He shouldn’t have been surprised how deeply invested she was in that story. After all, he’d believed the old man, too, and he’d known better. How could a little girl have managed to hold out against a liar like Richard when Atlas had never seen any of this coming?

Not that he forgave her. Not even close.

“Yes, about that. Did you never think to question how it was your uncle found you so quickly?”

“I don’t know what any of this has to do with what’s happening here,” Lexi burst out, with more emotion than he’d heard from her yet. She was more comfortable taking the blame than in spreading it around, Atlas thought. He needed to explore that—but only once he got his unruly fascination with the woman she’d become under control. “My mother walked away from this life. I feel lucky every single day that my uncle decided that just because he disowned her, that didn’t mean he needed to write me off, too.”

But again, despite the words she used, Atlas was certain he saw a hint of something else on her face. As if she wasn’t as meekly grateful and humbly subservient as she acted.

“Because your uncle is nothing if not emotional,” he said derisively, hoping that might tease Lexi’s real thoughts out. “Family first, that’s what he’s known for.”

She flushed at his harshly ironic tone. “He’s a little reserved, yes, but—”

“Your uncle never had the power to disown your mother, Lexi,” Atlas said, and even though he’d been leading up to this from the start, since before he’d stepped outside his cell, he made himself sound impatient. Gruff and dark, because he knew it got to her.

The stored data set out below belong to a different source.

use crate::classifiers::Classifier;
use crate::classifiers::ensemble::ConfigError;
use crate::core::instance_header::InstanceHeader;
use crate::core::instances::Instance;
use std::sync::Arc;

/// Predicts the most recently observed label. Strong on streams with
/// temporal dependence between consecutive labels.
#[derive(Default)]
pub struct NoChange {
    num_classes: usize,
    last_class: Option<usize>,
}

impl NoChange {
    pub fn new() -> Self {
        Self::default()
    }
}

impl Classifier for NoChange {
    fn get_votes_for_instance(&self, _instance: &dyn Instance) -> Vec<f64> {
        let mut votes = vec![0.0; self.num_classes];
        if let Some(c) = self.last_class {
            if c >= votes.len() {
                votes.resize(c + 1, 0.0);
            }
            votes[c] = 1.0;
        }
        votes
    }

    fn set_model_context(&mut self, header: Arc<InstanceHeader>) -> Result<(), ConfigError> {
        self.num_classes = header.number_of_classes();
        self.last_class = None;
        Ok(())
    }

    fn train_on_instance(&mut self, instance: &dyn Instance) {
        if let Some(class) = instance.class_value() {
            self.last_class = Some(class as usize);
        }
    }

    fn reset(&mut self) {
        self.last_class = None;
    }
}
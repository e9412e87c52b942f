//! Adaptive online ensemble: a pool of incremental learners whose recent
//! accuracy is tracked per learner, the best `K` of which answer each query.

mod adaptive_ensemble;
mod aggregator;
mod config;
mod error;
mod handle;
mod selector;
mod stacking;
mod tracker;

pub use adaptive_ensemble::{AdaptiveEnsemble, EngineState, EnsembleOutput};
pub use aggregator::{Aggregator, VoteAccumulator, VoteContext, normalize};
pub use config::{EnsembleConfig, FitnessMode, VotingStrategy};
pub use error::ConfigError;
pub use handle::LearnerHandle;
pub use selector::{Selector, select};
pub use stacking::{StackingAggregator, StackingContext};
pub use tracker::{DecayedRecord, FitnessRecord, PerformanceTracker, WindowRecord};
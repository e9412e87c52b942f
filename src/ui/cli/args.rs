use std::path::PathBuf;
use std::str::FromStr;

use anyhow::{Context, Result, anyhow, bail};
use clap::{Args, Parser, Subcommand, ValueHint};
use serde_json::{Map, Value};
use tracing::Level;

use crate::ui::types::choices::{
    DumpFormat, EvaluatorChoice, LearnerChoice, PrequentialParams, StreamChoice, TaskChoice,
    TaskKind, UIChoice,
};

#[derive(Debug, Parser)]
#[command(
    author,
    version,
    about = "Prequential evaluation of adaptive stream-learning ensembles"
)]
pub struct Cli {
    /// Verbosity of the log written to stderr (error, warn, info, debug, trace)
    #[arg(long, global = true, default_value = "warn", value_name = "LEVEL")]
    pub log_level: Level,

    #[command(subcommand)]
    pub command: Command,
}

#[derive(Debug, Subcommand)]
pub enum Command {
    /// Run a task
    Run(RunArgs),
    /// Print the parameters a learner, stream or evaluator accepts
    Describe(DescribeArgs),
}

#[derive(Debug, Args)]
pub struct RunArgs {
    /// Task to execute (e.g. evaluate-prequential)
    #[arg(long, default_value = "evaluate-prequential", value_name = "TASK")]
    pub task: String,

    /// Learner to use (e.g. adaptive-ensemble, naive-bayes, knn)
    #[arg(long, value_name = "LEARNER")]
    pub learner: String,

    /// Stream to consume (e.g. sea-generator)
    #[arg(long, value_name = "STREAM")]
    pub stream: String,

    /// Evaluator to record metrics (e.g. basic-classification)
    #[arg(long, default_value = "basic-classification", value_name = "EVALUATOR")]
    pub evaluator: String,

    /// Stop after this many instances (omit for unlimited)
    #[arg(long, value_name = "N")]
    pub max_instances: Option<u64>,

    /// Stop after this many CPU seconds (omit for unlimited)
    #[arg(long, value_name = "SECONDS")]
    pub max_seconds: Option<u64>,

    /// Emit metrics every N instances
    #[arg(
        long,
        default_value_t = 100_000,
        value_name = "N",
        value_parser = clap::value_parser!(u64).range(1..),
    )]
    pub sample_frequency: u64,

    /// File to dump evaluation snapshots after completion
    #[arg(long, value_name = "PATH", value_hint = ValueHint::FilePath)]
    pub dump_file: Option<PathBuf>,

    /// Format for the dump file (csv, tsv, json)
    #[arg(long, value_name = "FORMAT")]
    pub dump_format: Option<String>,

    /// Override learner parameters (key=value, nested keys with dots)
    #[arg(long = "learner-param", value_name = "KEY=VALUE", value_parser = parse_key_value)]
    pub learner_params: Vec<KeyValue>,

    /// Override stream parameters (key=value, nested keys with dots)
    #[arg(long = "stream-param", value_name = "KEY=VALUE", value_parser = parse_key_value)]
    pub stream_params: Vec<KeyValue>,

    /// Override evaluator parameters (key=value, nested keys with dots)
    #[arg(
        long = "evaluator-param",
        value_name = "KEY=VALUE",
        value_parser = parse_key_value
    )]
    pub evaluator_params: Vec<KeyValue>,
}

#[derive(Debug, Args)]
#[group(required = true, multiple = false)]
pub struct DescribeArgs {
    #[arg(long, value_name = "LEARNER")]
    pub learner: Option<String>,

    #[arg(long, value_name = "STREAM")]
    pub stream: Option<String>,

    #[arg(long, value_name = "EVALUATOR")]
    pub evaluator: Option<String>,
}

#[derive(Clone, Debug)]
pub struct KeyValue {
    key: String,
    value: Value,
}

impl RunArgs {
    pub fn into_task_choice(self) -> Result<TaskChoice> {
        let task_kind = parse_kind::<TaskKind>(&self.task)
            .with_context(|| format!("invalid task '{}'", self.task))?;

        match task_kind {
            TaskKind::EvaluatePrequential => self.into_prequential_choice(),
        }
    }

    fn into_prequential_choice(self) -> Result<TaskChoice> {
        let learner = build_choice::<LearnerChoice>(&self.learner, &self.learner_params)
            .with_context(|| format!("invalid learner '{}'", self.learner))?;
        let stream = build_choice::<StreamChoice>(&self.stream, &self.stream_params)
            .with_context(|| format!("invalid stream '{}'", self.stream))?;
        let evaluator = build_choice::<EvaluatorChoice>(&self.evaluator, &self.evaluator_params)
            .with_context(|| format!("invalid evaluator '{}'", self.evaluator))?;

        let dump_format = match self.dump_format {
            Some(fmt) => {
                parse_dump_format(&fmt).with_context(|| format!("invalid dump format '{fmt}'"))?
            }
            None => DumpFormat::default(),
        };

        Ok(TaskChoice::EvaluatePrequential(PrequentialParams {
            learner,
            stream,
            evaluator,
            max_instances: self.max_instances,
            max_seconds: self.max_seconds,
            sample_frequency: self.sample_frequency,
            dump_file: self.dump_file,
            dump_format,
        }))
    }
}

fn build_choice<C>(kind_input: &str, overrides: &[KeyValue]) -> Result<C>
where
    C: UIChoice,
{
    let kind = parse_kind::<C::Kind>(kind_input)?;
    let mut params = C::default_params(kind);
    apply_overrides(&mut params, overrides)?;
    C::from_parts(kind, params)
}

/// Accepts `adaptive-ensemble`, `AdaptiveEnsemble`, `adaptive_ensemble` and the like.
pub(crate) fn parse_kind<T>(raw: &str) -> Result<T>
where
    T: FromStr,
{
    candidate_spellings(raw)
        .iter()
        .find_map(|cand| cand.parse::<T>().ok())
        .ok_or_else(|| anyhow!("could not parse value '{raw}'"))
}

fn candidate_spellings(input: &str) -> Vec<String> {
    let trimmed = input.trim();
    if trimmed.is_empty() {
        return Vec::new();
    }
    let mut out = vec![
        trimmed.to_string(),
        trimmed.to_lowercase(),
        kebab_from_token(trimmed),
        trimmed.replace('_', "-"),
    ];
    out.sort();
    out.dedup();
    out
}

fn kebab_from_token(token: &str) -> String {
    let mut buf = String::new();
    let mut prev_lower = false;
    for ch in token.chars() {
        if ch.is_uppercase() {
            if prev_lower {
                buf.push('-');
            }
            buf.extend(ch.to_lowercase());
            prev_lower = false;
        } else if ch == '_' {
            buf.push('-');
            prev_lower = false;
        } else {
            buf.push(ch);
            prev_lower = ch.is_lowercase();
        }
    }
    buf
}

fn parse_dump_format(input: &str) -> Result<DumpFormat> {
    match input.trim().to_lowercase().as_str() {
        "csv" => Ok(DumpFormat::Csv),
        "tsv" => Ok(DumpFormat::Tsv),
        "json" => Ok(DumpFormat::Json),
        other => Err(anyhow!("unknown format '{other}'")),
    }
}

fn apply_overrides(target: &mut Value, overrides: &[KeyValue]) -> Result<()> {
    for kv in overrides {
        set_path(target, &kv.key, kv.value.clone())
            .with_context(|| format!("failed to set '{}'", kv.key))?;
    }
    Ok(())
}

fn set_path(target: &mut Value, path: &str, new_value: Value) -> Result<()> {
    let segments: Vec<&str> = path.split('.').filter(|s| !s.is_empty()).collect();
    let Some((last, parents)) = segments.split_last() else {
        bail!("empty key is not allowed");
    };

    let mut current = target;
    for seg in parents {
        current = as_object(current)?
            .entry((*seg).to_string())
            .or_insert(Value::Null);
    }
    as_object(current)?.insert((*last).to_string(), new_value);
    Ok(())
}

fn as_object(value: &mut Value) -> Result<&mut Map<String, Value>> {
    if value.is_null() {
        *value = Value::Object(Map::new());
    }
    match value {
        Value::Object(map) => Ok(map),
        other => bail!("cannot set nested field on non-object value: {other:?}"),
    }
}

fn parse_key_value(raw: &str) -> Result<KeyValue, String> {
    let (key, value) = raw
        .split_once('=')
        .ok_or_else(|| "expected KEY=VALUE".to_string())?;
    let key = key.trim();
    if key.is_empty() {
        return Err("key cannot be empty".to_string());
    }

    Ok(KeyValue {
        key: key.to_string(),
        value: parse_literal(value.trim()),
    })
}

/// JSON literals (`3`, `true`, `["knn"]`) parse as such; anything else is a string.
fn parse_literal(raw: &str) -> Value {
    if raw.is_empty() {
        return Value::String(String::new());
    }
    serde_json::from_str(raw).unwrap_or_else(|_| Value::String(raw.to_string()))
}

And so it did. She squirmed.

“Do you understand what I’m saying to you?” he asked when she made no reply. “You are as much a Worth family heiress as Philippa was. All your mother’s money was held from her and is now yours. With interest.”

“That’s not possible,” she said, almost dully. Almost as if she couldn’t entirely process what he was saying.

“Of course, because your mother was such a disaster, there’s a little clause in your trust. If your uncle does not approve of the man you marry, you will never see a penny of your fortune. And if you never marry, he will continue to handle that fortune as he sees fit, lest you be drawn into a marriage like your parents’ at some point in the future.”

“My...” She shook her head, her gaze blank. He thought perhaps she was shocked. “I don’t have a fortune.”

“But you see, you do. You always have.” Atlas reached over and took her chin in his fingers before he knew he meant to move at all, much less touch her. He told himself the bolt of sensation that seared through him at so innocuous a touch was about his years in prison, not her. He needed a woman. Any woman. He told himself it had nothing to do with this woman, particularly. But he also didn’t let go. “And I want it.”

“You want...?”

“You, Lexi.” Atlas smiled. Not at all nicely. “I want you. When your uncle asks what else he can give me, that is what I will tell him. That I intend to marry you. And that he will give his enthusiastic blessing to the match or live to regret it.”

“None of this... I’m not...” Her chin trembled in his grip. “He won’t do that. For any number of reasons.”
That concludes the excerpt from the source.